La moca intanto tossisce caffè sui fornelli ancora accesi. Spengo la fiamma. Verso ciò che resta in un bicchiere di vetro. Ho finito lo zucchero. Accompagno il tutto con un’espressione contraddetta. Mi piacerebbe parlarne con una persona che sa farne di meravigliose. Ne immagino qualcuna. Sorrido. Ecco. Immaginare. Questo è il meccanismo che distrugge la capacità di capire. Rapportare tutto a una personale idea di bene e di male, di giusto e di sbagliato. Cominciare da un punto qualsiasi e finire sempre col parlare di se stessi. Penso che questo sia il problema. La comunicazione. In qualche modo non siamo più in grado di parlare con noi. Mentre ci piace parlare di noi. Basta sfogliare facebook per rendersene conto.

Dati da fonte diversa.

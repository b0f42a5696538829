//! Initialization of every module before anything is built.
//!
//! Modules are visited in stack order, once per phase. First every module runs
//! its `init` hook and gets the required files of its backend. Then each runs
//! `pre_check_deps` and passes the dependency gate. Last, optional modules are
//! resolved and `post_check_deps` runs. The first fatal error aborts the run.

use std::collections::BTreeMap;

use crate::builder::backend::backend_for;
use crate::builder::tool::ToolRunner;
use crate::core::dependency::DependencyGraph;
use crate::core::error::{InstallError, Warning};
use crate::core::hooks::{hooks_for, EnvPatch, HookContext, ModuleHooks};
use crate::core::module::{Module, ModuleStatus};
use crate::core::module_id::ModuleId;
use crate::core::stack::Stack;
use crate::ops::load::StackSettings;
use crate::resolver::optional::{resolve, Resolution};

/// A stack whose modules are all initialized.
#[derive(Debug, Clone)]
pub struct PreparedStack {
    pub stack: Stack,
    resolutions: BTreeMap<ModuleId, Resolution>,
    /// Warnings raised by hooks
    pub warnings: Vec<Warning>,
}

impl PreparedStack {
    /// Optional-module resolution of `id`.
    pub fn resolution(&self, id: ModuleId) -> Option<&Resolution> {
        self.resolutions.get(&id)
    }

    /// Look up a module of the stack, or fail with `UnknownModule`.
    pub fn module(&self, id: ModuleId) -> Result<&Module, InstallError> {
        self.stack.get(id).ok_or_else(|| InstallError::UnknownModule {
            name: id.to_string(),
        })
    }

    /// A module together with its resolution.
    pub fn resolved(&self, id: ModuleId) -> Result<(&Module, &Resolution), InstallError> {
        let module = self.module(id)?;
        let resolution = self.resolution(id).ok_or_else(|| InstallError::UnknownModule {
            name: id.to_string(),
        })?;
        Ok((module, resolution))
    }
}

/// Initialize every module of `stack`.
///
/// Runs in three passes over the stack so that resolution sees the final
/// state of every module, including those listed after the consumer.
pub fn prepare(
    mut stack: Stack,
    settings: &StackSettings,
    tools: &dyn ToolRunner,
) -> Result<PreparedStack, InstallError> {
    DependencyGraph::from_stack(&stack).check_order(&stack)?;

    let mut warnings = Vec::new();

    // init
    for id in stack.ids() {
        let (module, outcome) = with_hooks(&stack, id, settings, tools, |hooks, module, ctx| {
            let outcome = hooks.init(module, ctx)?;
            let backend = backend_for(module.backend, &settings.tools);
            for group in backend.extra_required_files(module) {
                module.require_files(group);
            }
            module.status = ModuleStatus::Initialized;
            Ok(outcome)
        })?;
        store(&mut stack, module);
        apply_patches(&mut stack, outcome.patches);
        warnings.extend(outcome.warnings);
    }

    // required modules
    for id in stack.ids() {
        let (module, ()) = with_hooks(&stack, id, settings, tools, |hooks, module, ctx| {
            hooks.pre_check_deps(module, ctx)?;
            check_required(module, ctx.stack)
        })?;
        store(&mut stack, module);
    }

    // optional modules
    let mut resolutions = BTreeMap::new();
    for id in stack.ids() {
        let (module, (resolution, outcome)) =
            with_hooks(&stack, id, settings, tools, |hooks, module, ctx| {
                let resolution = resolve(module, ctx.stack);
                let outcome = hooks.post_check_deps(module, &resolution, ctx)?;
                Ok((resolution, outcome))
            })?;
        tracing::debug!(
            "{}: with [{}], without [{}]",
            module.name(),
            join_ids(&resolution.included),
            join_ids(&resolution.excluded_ids())
        );
        store(&mut stack, module);
        apply_patches(&mut stack, outcome.patches);
        warnings.extend(outcome.warnings);
        resolutions.insert(id, resolution);
    }

    Ok(PreparedStack {
        stack,
        resolutions,
        warnings,
    })
}

/// Run `f` on a private copy of module `id` with the stack as context.
fn with_hooks<T>(
    stack: &Stack,
    id: ModuleId,
    settings: &StackSettings,
    tools: &dyn ToolRunner,
    f: impl FnOnce(&dyn ModuleHooks, &mut Module, &HookContext<'_>) -> Result<T, InstallError>,
) -> Result<(Module, T), InstallError> {
    let mut module = stack
        .get(id)
        .cloned()
        .ok_or_else(|| InstallError::UnknownModule {
            name: id.to_string(),
        })?;
    let ctx = HookContext {
        stack,
        policy: settings.policy,
        tools,
        doc_tool: &settings.tools.doxygen,
    };
    let value = f(hooks_for(id), &mut module, &ctx)?;
    Ok((module, value))
}

fn store(stack: &mut Stack, module: Module) {
    if let Some(slot) = stack.get_mut(module.id()) {
        *slot = module;
    }
}

fn join_ids(ids: &[ModuleId]) -> String {
    ids.iter().map(ModuleId::as_str).collect::<Vec<_>>().join(", ")
}

/// Every required module must be present, listed earlier, and initialized.
fn check_required(module: &Module, stack: &Stack) -> Result<(), InstallError> {
    for &dep in &module.required {
        match stack.get(dep) {
            Some(provider) if stack.position(dep) > stack.position(module.id()) => {
                return Err(InstallError::OrderViolation {
                    module: module.name().to_string(),
                    dependency: provider.name().to_string(),
                });
            }
            Some(provider) if provider.is_initialized() => {}
            _ => {
                return Err(InstallError::DependencyMissing {
                    module: module.name().to_string(),
                    dependency: dep.to_string(),
                })
            }
        }
    }
    Ok(())
}

fn apply_patches(stack: &mut Stack, patches: Vec<EnvPatch>) {
    for patch in patches {
        if let Some(target) = stack.get_mut(patch.target) {
            tracing::debug!("{}: {} += {}", target.name(), patch.name, patch.token);
            target.build_env.append(&patch.name, patch.token);
        }
    }
}

#[cfg(test)]
mod tests {
    use super::*;
    use crate::core::descriptor::FileGroup;
    use crate::core::module::Mode;
    use crate::test_support::MockToolRunner;

    fn settings() -> StackSettings {
        StackSettings::new("/tmp/ilcstack-test.log")
    }

    fn module(id: ModuleId) -> Module {
        Module::new(id, format!("/opt/{}", id), "v01-00")
    }

    #[test]
    fn test_missing_required_module() {
        let stack = Stack::new(vec![module(ModuleId::Marlin)]).unwrap();
        let err = prepare(stack, &settings(), &MockToolRunner::new()).unwrap_err();

        assert!(matches!(
            err,
            InstallError::DependencyMissing { ref module, ref dependency }
                if module == "Marlin" && dependency == "LCIO"
        ));
    }

    #[test]
    fn test_order_violation() {
        let stack = Stack::new(vec![module(ModuleId::Marlin), module(ModuleId::Lcio)]).unwrap();
        let err = prepare(stack, &settings(), &MockToolRunner::new()).unwrap_err();
        assert!(matches!(err, InstallError::OrderViolation { .. }));
    }

    #[test]
    fn test_prepare_initializes_and_resolves() {
        let stack = Stack::new(vec![
            module(ModuleId::Lcio),
            module(ModuleId::Gear),
            module(ModuleId::Marlin).with_disabled(vec![ModuleId::Gear]),
        ])
        .unwrap();

        let prepared = prepare(stack, &settings(), &MockToolRunner::new()).unwrap();

        assert!(prepared.stack.iter().all(|m| m.status == ModuleStatus::Initialized));
        let resolution = prepared.resolution(ModuleId::Marlin).unwrap();
        assert!(resolution.is_excluded(ModuleId::Gear));
        assert_eq!(
            prepared.module(ModuleId::Lcio).unwrap().env.get("LCIO").map(String::as_str),
            Some("/opt/LCIO")
        );
    }

    #[test]
    fn test_patches_reach_later_module() {
        let stack = Stack::new(vec![
            module(ModuleId::Lcio),
            Module::new(ModuleId::Marlin, "/opt/Marlin", "v00-09-06"),
            module(ModuleId::MarlinUtil),
        ])
        .unwrap();

        let prepared = prepare(stack, &settings(), &MockToolRunner::new()).unwrap();
        let util = prepared.module(ModuleId::MarlinUtil).unwrap();
        let includes = util.build_env.get("USERINCLUDES").unwrap();
        assert_eq!(
            includes.iter().filter(|t| *t == "-I/opt/MarlinUtil/include").count(),
            2
        );
    }

    #[test]
    fn test_gui_requires_qt() {
        let stack = Stack::new(vec![
            module(ModuleId::Lcio),
            module(ModuleId::Marlin).with_env("MARLIN_GUI", "1"),
        ])
        .unwrap();

        let err = prepare(stack, &settings(), &MockToolRunner::new()).unwrap_err();
        assert!(matches!(err, InstallError::DependencyMissing { ref dependency, .. } if dependency == "QT"));
    }

    #[test]
    fn test_make_backend_adds_scripts() {
        let stack = Stack::new(vec![
            module(ModuleId::Lcio).with_mode(Mode::Use),
            module(ModuleId::Marlin).with_backend(crate::builder::backend::BackendKind::Make),
        ])
        .unwrap();

        let prepared = prepare(stack, &settings(), &MockToolRunner::new()).unwrap();
        let marlin = prepared.module(ModuleId::Marlin).unwrap();
        assert!(marlin
            .required_files
            .contains(&FileGroup::new(["bin/marlin_libs.sh"])));
    }
}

Ormai abbiamo una compulsiva necessità di scrivere, o dire cosa pensiamo delle persone, o delle cose. Lo diciamo anche quando non ce ne rendiamo conto. Quando addirittura non servirebbe nemmeno farlo. L’uomo che si evolve nella sua infinita lotta per vivere e sopravvivere. Ma sostituisce la clava con le parole. Sempre a caccia di giudizi e in balia dei pregiudizi. Chissà perché, anche davanti a cose meravigliose, invece rimanere silenziosi, sentiamo sempre bisogno di verificare chi vince, chi ha ragione, o chi sia il più forte.

Forse bisognerebbe recuperarlo un muto contatto con noi stessi. Cercarlo. Amplificarlo. Usarlo come specchio di quello che siamo. Come confronto. “Dove” e “quando” possiamo fare a meno delle nostre opinioni. Tornare a osservare in silenzio tanto un orizzonte, quanto un riflesso di luna, come anche un fatto, o una persona. Con semplicità. Senza pressioni. Senza tensioni. Senza pregiudizi. Senza confondere le necessità degli altri con le nostre. E le azioni degli altri con quelle che compiamo ogni giorno.